Still, he cautioned that there might be little impetus for increased consumer spending, at least until employment picks up.

"It's all about the jobs," he said, adding that sales would have to return to at least 2007 levels for him to call it a turnaround.

"We would like to see some mid-single-digit comp growth from these guys on a consistent basis," Perkins said.

IMPROVEMENTS SEEN FOR MOST SECTORS

Costco (COST.O), the largest U.S. warehouse club operator, posted a better-than-expected 9 percent rise in December sales at stores open at least a year, helped by an increase in gasoline prices and stronger foreign currencies. Analysts were expecting a 7.9 percent rise, according to Thomson Reuters Data.

Sears (SHLD.O) posted a 0.4 percent increase in December same-store sales, driven by a 5.3 percent rise at its Kmart stores.

Analysts were expecting same-store sales increases across the board, according to Thomson Reuters, except for the teen sector, where results have been mixed.

Skate and snowboarding-inspired retailer Zumiez posted a surprise 0.3 percent increase in December sales and raised its quarterly earnings outlook late on Wednesday 6 January, sending its shares up 13 percent after hours.
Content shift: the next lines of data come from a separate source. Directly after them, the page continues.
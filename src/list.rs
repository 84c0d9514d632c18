use crate::access::Env;
use crate::error::EnvError;
use crate::parser::Parser;
use crate::source::Source;

// Split on commas, trim each segment and parse it. Stops at the first bad segment.
fn parse_segments<T, P: Parser<T>>(key: &str, raw: &str, parser: &P) -> Result<Vec<T>, EnvError> {
    raw.split(',')
        .map(str::trim)
        .enumerate()
        .map(|(index, element)| {
            parser
                .parse(element)
                .map_err(|reason| EnvError::InvalidElement {
                    key: key.to_string(),
                    index,
                    element: element.to_string(),
                    reason,
                })
        })
        .collect()
}

impl<S: Source> Env<S> {
    /// Parse a comma-separated variable into a list
    ///
    /// Returns the fallback if the variable is absent, or if any element
    /// fails to parse. Partial results are never returned and a malformed
    /// element never panics. An empty value is a single empty element.
    pub fn get_list<T, P: Parser<T>>(&self, key: &str, parser: P, fallback: Vec<T>) -> Vec<T> {
        let Some(raw) = self.lookup(key) else {
            tracing::debug!(key, "environment variable not set, using fallback");
            return fallback;
        };

        match parse_segments(key, &raw, &parser) {
            Ok(values) => values,
            Err(e) => {
                tracing::warn!(
                    key,
                    error = %e.reason(),
                    "invalid list element, falling back to default list"
                );
                fallback
            }
        }
    }

    /// Parse a comma-separated variable into a list, reporting the first bad element
    pub fn try_get_list<T, P: Parser<T>>(
        &self,
        key: &str,
        parser: P,
        fallback: Vec<T>,
    ) -> Result<Vec<T>, EnvError> {
        match self.lookup(key) {
            Some(raw) => parse_segments(key, &raw, &parser),
            None => Ok(fallback),
        }
    }
}

/// Parse a comma-separated process environment variable, see [`Env::get_list`]
///
/// # Example
/// ```rust
/// use env_loadr::{get_list, parsers};
///
/// let hosts = get_list("ENV_LOADR_DOC_HOSTS", parsers::identity, vec!["localhost".to_string()]);
/// assert_eq!(hosts, vec!["localhost".to_string()]);
/// ```
pub fn get_list<T, P: Parser<T>>(key: &str, parser: P, fallback: Vec<T>) -> Vec<T> {
    Env::process().get_list(key, parser, fallback)
}

/// Strict variant of [`get_list`], see [`Env::try_get_list`]
pub fn try_get_list<T, P: Parser<T>>(
    key: &str,
    parser: P,
    fallback: Vec<T>,
) -> Result<Vec<T>, EnvError> {
    Env::process().try_get_list(key, parser, fallback)
}
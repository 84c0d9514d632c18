use crate::error::EnvError;
use crate::parser::{Parser, parsers};
use crate::source::{ProcessEnv, Source};
use std::time::Duration;

/// Typed accessors over a [`Source`]
///
/// Scalar accessors come in two forms. `get_*` treats a present but
/// malformed value as a fatal configuration error and panics, `try_get_*`
/// returns the same failure as an [`EnvError`]. An absent key always
/// resolves to the fallback.
///
/// # Example
/// ```rust
/// use env_loadr::Env;
/// use std::collections::HashMap;
///
/// let vars = HashMap::from([("PORT".to_string(), "9090".to_string())]);
/// let env = Env::new(vars);
///
/// assert_eq!(env.get_int("PORT", 8080), 9090);
/// assert_eq!(env.get_string("HOST", "localhost"), "localhost");
/// ```
#[derive(Debug, Clone, Default)]
pub struct Env<S = ProcessEnv> {
    source: S,
}

impl Env<ProcessEnv> {
    /// Accessors over the environment of the current process
    pub fn process() -> Self {
        Self { source: ProcessEnv }
    }
}

impl<S: Source> Env<S> {
    pub fn new(source: S) -> Self {
        Self { source }
    }

    pub fn source(&self) -> &S {
        &self.source
    }

    pub fn lookup(&self, key: &str) -> Option<String> {
        self.source.lookup(key)
    }

    /// Parse a variable, returning the fallback only if it is absent
    ///
    /// A present value that the parser rejects is returned as
    /// [`EnvError::InvalidValue`].
    pub fn try_parse<T, P: Parser<T>>(
        &self,
        key: &str,
        parser: P,
        fallback: T,
    ) -> Result<T, EnvError> {
        let Some(raw) = self.lookup(key) else {
            tracing::debug!(key, "environment variable not set, using fallback");
            return Ok(fallback);
        };

        parser.parse(&raw).map_err(|reason| EnvError::InvalidValue {
            key: key.to_string(),
            value: raw,
            reason,
        })
    }

    /// Parse a variable, returning the fallback only if it is absent
    ///
    /// # Panics
    ///
    /// Panics if the variable is set but cannot be parsed. Use
    /// [`Env::try_parse`] to handle the error instead.
    pub fn parse<T, P: Parser<T>>(&self, key: &str, parser: P, fallback: T) -> T {
        match self.try_parse(key, parser, fallback) {
            Ok(value) => value,
            Err(e) => {
                tracing::error!(key, error = %e.reason(), "malformed environment variable");
                panic!("{}", e);
            }
        }
    }

    pub fn get_string(&self, key: &str, fallback: impl Into<String>) -> String {
        self.parse(key, parsers::identity, fallback.into())
    }

    pub fn get_int(&self, key: &str, fallback: isize) -> isize {
        self.parse(key, parsers::int, fallback)
    }

    pub fn get_int64(&self, key: &str, fallback: i64) -> i64 {
        self.parse(key, parsers::int64, fallback)
    }

    pub fn get_float64(&self, key: &str, fallback: f64) -> f64 {
        self.parse(key, parsers::float64, fallback)
    }

    pub fn get_duration(&self, key: &str, fallback: Duration) -> Duration {
        self.parse(key, parsers::duration, fallback)
    }

    pub fn get_bool(&self, key: &str, fallback: bool) -> bool {
        self.parse(key, parsers::boolean, fallback)
    }

    pub fn try_get_int(&self, key: &str, fallback: isize) -> Result<isize, EnvError> {
        self.try_parse(key, parsers::int, fallback)
    }

    pub fn try_get_int64(&self, key: &str, fallback: i64) -> Result<i64, EnvError> {
        self.try_parse(key, parsers::int64, fallback)
    }

    pub fn try_get_float64(&self, key: &str, fallback: f64) -> Result<f64, EnvError> {
        self.try_parse(key, parsers::float64, fallback)
    }

    pub fn try_get_duration(&self, key: &str, fallback: Duration) -> Result<Duration, EnvError> {
        self.try_parse(key, parsers::duration, fallback)
    }

    pub fn try_get_bool(&self, key: &str, fallback: bool) -> Result<bool, EnvError> {
        self.try_parse(key, parsers::boolean, fallback)
    }
}

/// Look up `key` in the process environment and parse it, see [`Env::try_parse`]
pub fn try_parse<T, P: Parser<T>>(key: &str, parser: P, fallback: T) -> Result<T, EnvError> {
    Env::process().try_parse(key, parser, fallback)
}

/// Look up `key` in the process environment and parse it, panicking if malformed
pub fn parse<T, P: Parser<T>>(key: &str, parser: P, fallback: T) -> T {
    Env::process().parse(key, parser, fallback)
}

/// Returns the variable if set, otherwise the fallback
pub fn get_string(key: &str, fallback: impl Into<String>) -> String {
    Env::process().get_string(key, fallback)
}

/// Returns the variable as an integer if set, otherwise the fallback. Panics if malformed.
pub fn get_int(key: &str, fallback: isize) -> isize {
    Env::process().get_int(key, fallback)
}

/// Returns the variable as an `i64` if set, otherwise the fallback. Panics if malformed.
pub fn get_int64(key: &str, fallback: i64) -> i64 {
    Env::process().get_int64(key, fallback)
}

/// Returns the variable as an `f64` if set, otherwise the fallback. Panics if malformed.
pub fn get_float64(key: &str, fallback: f64) -> f64 {
    Env::process().get_float64(key, fallback)
}

/// Returns the variable as a duration (e.g. `300ms`, `2h45m`) if set, otherwise the fallback.
/// Panics if malformed.
pub fn get_duration(key: &str, fallback: Duration) -> Duration {
    Env::process().get_duration(key, fallback)
}

/// Returns the variable as a boolean if set, otherwise the fallback. Panics if malformed.
pub fn get_bool(key: &str, fallback: bool) -> bool {
    Env::process().get_bool(key, fallback)
}

pub fn try_get_int(key: &str, fallback: isize) -> Result<isize, EnvError> {
    Env::process().try_get_int(key, fallback)
}

pub fn try_get_int64(key: &str, fallback: i64) -> Result<i64, EnvError> {
    Env::process().try_get_int64(key, fallback)
}

pub fn try_get_float64(key: &str, fallback: f64) -> Result<f64, EnvError> {
    Env::process().try_get_float64(key, fallback)
}

pub fn try_get_duration(key: &str, fallback: Duration) -> Result<Duration, EnvError> {
    Env::process().try_get_duration(key, fallback)
}

pub fn try_get_bool(key: &str, fallback: bool) -> Result<bool, EnvError> {
    Env::process().try_get_bool(key, fallback)
}
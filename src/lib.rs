//! Typed environment variable accessors with fallback defaults.
//!
//! ```rust
//! use std::time::Duration;
//!
//! let port = env_loadr::get_int("ENV_LOADR_DOC_PORT", 8080);
//! let timeout = env_loadr::get_duration("ENV_LOADR_DOC_TIMEOUT", Duration::from_secs(30));
//!
//! assert_eq!(port, 8080);
//! assert_eq!(timeout, Duration::from_secs(30));
//! ```
//!
//! A missing variable resolves to the fallback. A scalar variable that is set
//! but malformed panics (`get_*`) or returns an [`EnvError`] (`try_get_*`).
//! A list with a malformed element resolves to its fallback.

pub mod access;
pub mod duration;
pub mod error;
pub mod list;
pub mod parser;
pub mod source;

// Re-export main types
pub use access::{
    Env, get_bool, get_duration, get_float64, get_int, get_int64, get_string, parse, try_get_bool,
    try_get_duration, try_get_float64, try_get_int, try_get_int64, try_parse,
};
pub use duration::parse_duration;
pub use error::{EnvError, ParseError};
pub use list::{get_list, try_get_list};
pub use parser::{Parser, parsers};
pub use source::{ProcessEnv, Source, lookup};
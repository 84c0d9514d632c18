use env_loadr::{EnvError, get_bool, get_duration, get_float64, get_int, get_int64, get_string};
use std::time::Duration;

// Each test owns its keys, so parallel tests never observe each other's writes.

#[test]
fn test_string() {
    const KEY: &str = "TESTING_ENV_STRING";

    assert_eq!(get_string(KEY, "STRING INITIAL VALUE"), "STRING INITIAL VALUE");

    std::env::set_var(KEY, "STRING VALUE");
    assert_eq!(get_string(KEY, "STRING INITIAL VALUE"), "STRING VALUE");
}

#[test]
fn test_int() {
    const KEY: &str = "TESTING_ENV_INT";

    assert_eq!(get_int(KEY, 1), 1);

    std::env::set_var(KEY, "2");
    assert_eq!(get_int(KEY, 1), 2);
}

#[test]
#[should_panic(expected = "Invalid value")]
fn test_int_malformed_panics() {
    std::env::set_var("TESTING_ENV_INT_MALFORMED", "INVALID NUMBER FORMAT");
    get_int("TESTING_ENV_INT_MALFORMED", 1);
}

#[test]
fn test_int64() {
    const KEY: &str = "TESTING_ENV_INT64";

    assert_eq!(get_int64(KEY, 1), 1);

    std::env::set_var(KEY, "2");
    assert_eq!(get_int64(KEY, 1), 2);
}

#[test]
#[should_panic(expected = "Invalid value")]
fn test_int64_malformed_panics() {
    std::env::set_var("TESTING_ENV_INT64_MALFORMED", "INVALID NUMBER FORMAT");
    get_int64("TESTING_ENV_INT64_MALFORMED", 1);
}

#[test]
fn test_float64() {
    const KEY: &str = "TESTING_ENV_FLOAT64";

    assert_eq!(get_float64(KEY, 1.0), 1.0);

    std::env::set_var(KEY, "2");
    assert_eq!(get_float64(KEY, 1.0), 2.0);
}

#[test]
#[should_panic(expected = "Invalid value")]
fn test_float64_malformed_panics() {
    std::env::set_var("TESTING_ENV_FLOAT64_MALFORMED", "INVALID NUMBER FORMAT");
    get_float64("TESTING_ENV_FLOAT64_MALFORMED", 1.0);
}

#[test]
#[should_panic(expected = "out of range")]
fn test_float64_overflow_panics() {
    std::env::set_var("TESTING_ENV_FLOAT64_OVERFLOW", "1e400");
    get_float64("TESTING_ENV_FLOAT64_OVERFLOW", 1.0);
}

#[test]
fn test_duration() {
    const KEY: &str = "TESTING_ENV_DURATION";

    assert_eq!(get_duration(KEY, Duration::from_secs(1)), Duration::from_secs(1));

    std::env::set_var(KEY, "2s");
    assert_eq!(get_duration(KEY, Duration::from_secs(1)), Duration::from_secs(2));
}

#[test]
#[should_panic(expected = "Invalid value")]
fn test_duration_malformed_panics() {
    std::env::set_var("TESTING_ENV_DURATION_MALFORMED", "INVALID DURATION FORMAT");
    get_duration("TESTING_ENV_DURATION_MALFORMED", Duration::from_secs(1));
}

#[test]
fn test_bool() {
    const KEY: &str = "TESTING_ENV_BOOL";

    assert!(get_bool(KEY, true));

    std::env::set_var(KEY, "false");
    assert!(!get_bool(KEY, true));
}

#[test]
#[should_panic(expected = "Invalid value")]
fn test_bool_malformed_panics() {
    std::env::set_var("TESTING_ENV_BOOL_MALFORMED", "INVALID BOOL FORMAT");
    get_bool("TESTING_ENV_BOOL_MALFORMED", true);
}

#[test]
fn test_try_get_int_can_be_intercepted() {
    const KEY: &str = "TESTING_ENV_TRY_INT";
    std::env::set_var(KEY, "INVALID NUMBER FORMAT");

    let result = env_loadr::try_get_int(KEY, 1);
    assert!(matches!(result, Err(EnvError::InvalidValue { .. })));

    if let Err(e) = result {
        assert_eq!(e.key(), KEY);
    }
}

#[test]
fn test_repeated_calls_are_identical() {
    const KEY: &str = "TESTING_ENV_IDEMPOTENT";
    std::env::set_var(KEY, "300ms");

    let first = get_duration(KEY, Duration::ZERO);
    let second = get_duration(KEY, Duration::ZERO);
    assert_eq!(first, second);
    assert_eq!(first, Duration::from_millis(300));
}
use std::collections::{BTreeMap, HashMap};
use std::hash::BuildHasher;

/// Read-only key/value lookup backing the accessors
///
/// `None` means the key is absent, which is a normal outcome and never an error.
pub trait Source {
    fn lookup(&self, key: &str) -> Option<String>;
}

/// The environment of the current process
#[derive(Debug, Clone, Copy, Default, PartialEq, Eq)]
pub struct ProcessEnv;

impl Source for ProcessEnv {
    /// Values that are not valid Unicode are still present and are converted lossily.
    fn lookup(&self, key: &str) -> Option<String> {
        std::env::var_os(key).map(|value| value.to_string_lossy().into_owned())
    }
}

impl<H: BuildHasher> Source for HashMap<String, String, H> {
    fn lookup(&self, key: &str) -> Option<String> {
        self.get(key).cloned()
    }
}

impl Source for BTreeMap<String, String> {
    fn lookup(&self, key: &str) -> Option<String> {
        self.get(key).cloned()
    }
}

impl<S: Source + ?Sized> Source for &S {
    fn lookup(&self, key: &str) -> Option<String> {
        (**self).lookup(key)
    }
}

/// Look up a variable in the process environment
pub fn lookup(key: &str) -> Option<String> {
    ProcessEnv.lookup(key)
}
Analysts had forecast a 6.4 percent decline.

Retailers who fell short of expectations included Hot Topic Inc (HOTT.O), which reported a deeper-than-expected 10.9 percent decline, and lowered its quarterly earnings outlook as a result.

"Traffic to Hot Topic stores was slow as there were more visually appealing promotions elsewhere in the mall on items in line with prevalent fashion trends," Wall Street Strategies analyst Brian Sozzi said, citing plaid, straight-leg denim, and military styles.

Limited reported a deeper-than-expected 2 percent decline, but raised its quarterly earnings-per-share outlook. The company said its sales and merchandise margins were above expectations.

Overall, the International Council of Shopping Centers has forecast a same-store sales increase of about 2 percent for December, while the National Retail Federation expects holiday sales for November-December to decline 1 percent.